-Author name in bold denotes the presenting author
-Asterisk * with author name denotes a Non-ASH member
Clinically Relevant Abstract denotes an abstract that is clinically relevant.

PhD Trainee denotes that this is a recommended PHD Trainee Session.

Ticketed Session denotes that this is a ticketed session.

2799 Anti-Leukemic Effects of CK1α Degrader As Monotherapy and in Combination with Targeted Drugs

Program: Oral and Poster Abstracts
Session: 604. Molecular Pharmacology and Drug Resistance: Myeloid Neoplasms: Poster II
Hematology Disease Topics & Pathways:
Poster-only abstracts
Sunday, December 10, 2023, 6:00 PM-8:00 PM

Bo-Reum Kim1*, Hyunseok Kang2*, Yoon-Ju Kim1*, Hyunsong Son1*, Jisu Park3*, Yuna Park3*, Heeje Kim, MD, PhD4, Hyunsun Jo3* and Byoung Sik Cho4*

1The Catholic University of Korea, Seoul, KOR
2University of California San Francisco, San Francisco
3PIN Therapeutics, Seoul, Korea, Republic of (South)
4Department of Hematology, Seoul St. Mary's Hospital, College of Medicine, The Catholic University of Korea, Seoul, Korea, Republic of (South)

CK1 is a member of casein kinase 1 (CK1) family, a multifunctional serine/threonine kinase conserved in eukaryotes from yeast to humans. Substrates of CK1 include various proteins important in cancer and regulate multiple survival pathways such as p53, Wnt, autophagy and NF-𝜅B signaling pathways. In particular, CK1𝛼 serves as an upstream regulator of p53 pathway through regulation of MDM2 and MDMX and degradation of CK1𝛼 may prevent MDM2 and/or MDMX mediated inactivation of p53 function, thus facilitate cell death.
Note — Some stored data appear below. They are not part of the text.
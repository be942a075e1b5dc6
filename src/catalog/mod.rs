//! Catalog client: package managers, queries and the lookup policy.

pub mod archive;
pub mod manager;
pub mod manifest;
pub mod policy;
pub mod query;
pub mod registry;

use std::time::Duration;

use anyhow::Result;

pub use archive::ArchiveManager;
pub use manager::{PackOptions, PackageManager, PullOptions};
pub use manifest::ManifestManager;
pub use query::CatalogQuery;
pub use registry::PackageManagerRegistry;

use crate::util::GlobalContext;

/// Build the registry of every catalog backend, configured from `ctx`.
pub fn default_registry(ctx: &GlobalContext) -> Result<PackageManagerRegistry> {
    let config = ctx.config();
    let timeout = config.net.timeout_secs.map(Duration::from_secs);
    let cache = ctx.cache_dir();

    let manifest = ManifestManager::new(config.catalog.sources.clone(), &cache, timeout)?;
    let archive = ArchiveManager::new(&cache, config.catalog.registry.clone(), timeout)?;

    Ok(PackageManagerRegistry::new()
        .with(Box::new(manifest))
        .with(Box::new(archive)))
}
We identified an early hit compound, distinct from known immunomodulatory imide drugs (IMiDs) such as lenalidomide or thalidomide. In order to identify compounds having distinct characteristic with previously published IMiDs, we designed multiple compounds with a wide range of glue effect based on the binding mode analysis and binding structure of CRBN and known IMiDs. Among them, PinA1 (early lead compound) selectively degraded CK1𝛼, in the nanomolar range with the highest potency. PinA1 induced expression of p53 which led to apoptosis in AML cell lines with wild-type TP53 (MV4-11, MOLM-13, and MOLM-14), but not in TP53 mutated cells (KASUMI-1, and KG-1). Of note, in TP53 wild-type cells, expression of MDM2 and p21 increased as well, which may limit p53-induced apoptosis in these cells. PinA1 also induced CK1𝛼 degradation and p53-dependent apoptosis in primary AML cells in vitro. On the other hand, PinA1 had marginal effects on the viability of human peripheral blood mononuclear cells and CD34+ cells, with minimal activation of the p53 pathway at an efficacious dose range for MV4-11 compared to MDM2 inhibitors. PinA1 enhanced apoptosis in combination with FLT3, BCL-2, or MDM2 inhibitors in AML cell lines (MV4-11, MOLM-14) and primary AML cells in vitro.

To test the efficacy of PinA1 in vivo, we injected MOLM-14/luc/GFP or MV4-11/luc/Thy1.1 into nonirradiated NGS mice. Five or Six days after cell injection, mice were randomized into 4 groups: vehicle, PinA1, and PinA1 plus AMG232 (MDM2 inhibitor), venetoclax, or gilteritinib. Bioluminescence imaging (BLI) demonstrated significantly less leukemia burden in all treated groups than vehicles; leukemia progression was lowest with combination therapy. Flow cytometry with sacrificed mice revealed the lowest leukemia burden in combination therapy, consistent with those from BLI. Western blotting with sorted leukemic cells from bone marrow and spleen revealed CK1𝛼 degradation in vivo. PinA1- and other single drug-treated mice had prolonged survival compared with vehicles, and combination therapy extended survival even further. Patient-derived xenograft models from two FLT3-ITD-mutated AML patients also showed potent anti-leukemic effects of PinA1 as monotherapy and in combination with gilteritinib.

In conclusion, our study showed that PinA1 selectively degrades CK1α, enhancing expression of p53, which then induces apoptosis in TP53-wild-type AML cells, but not in TP53-mutated AML cells, thereby producing anti-leukemic effects as monotherapy or in combination with targeted therapies. The minimal effect of PinA1 on normal hematopoietic cells may positively contribute to safety in future clinical trials. This novel targeting approach may improve the current targeted therapies in combination once validated.

Disclosures: No relevant conflicts of interest to declare.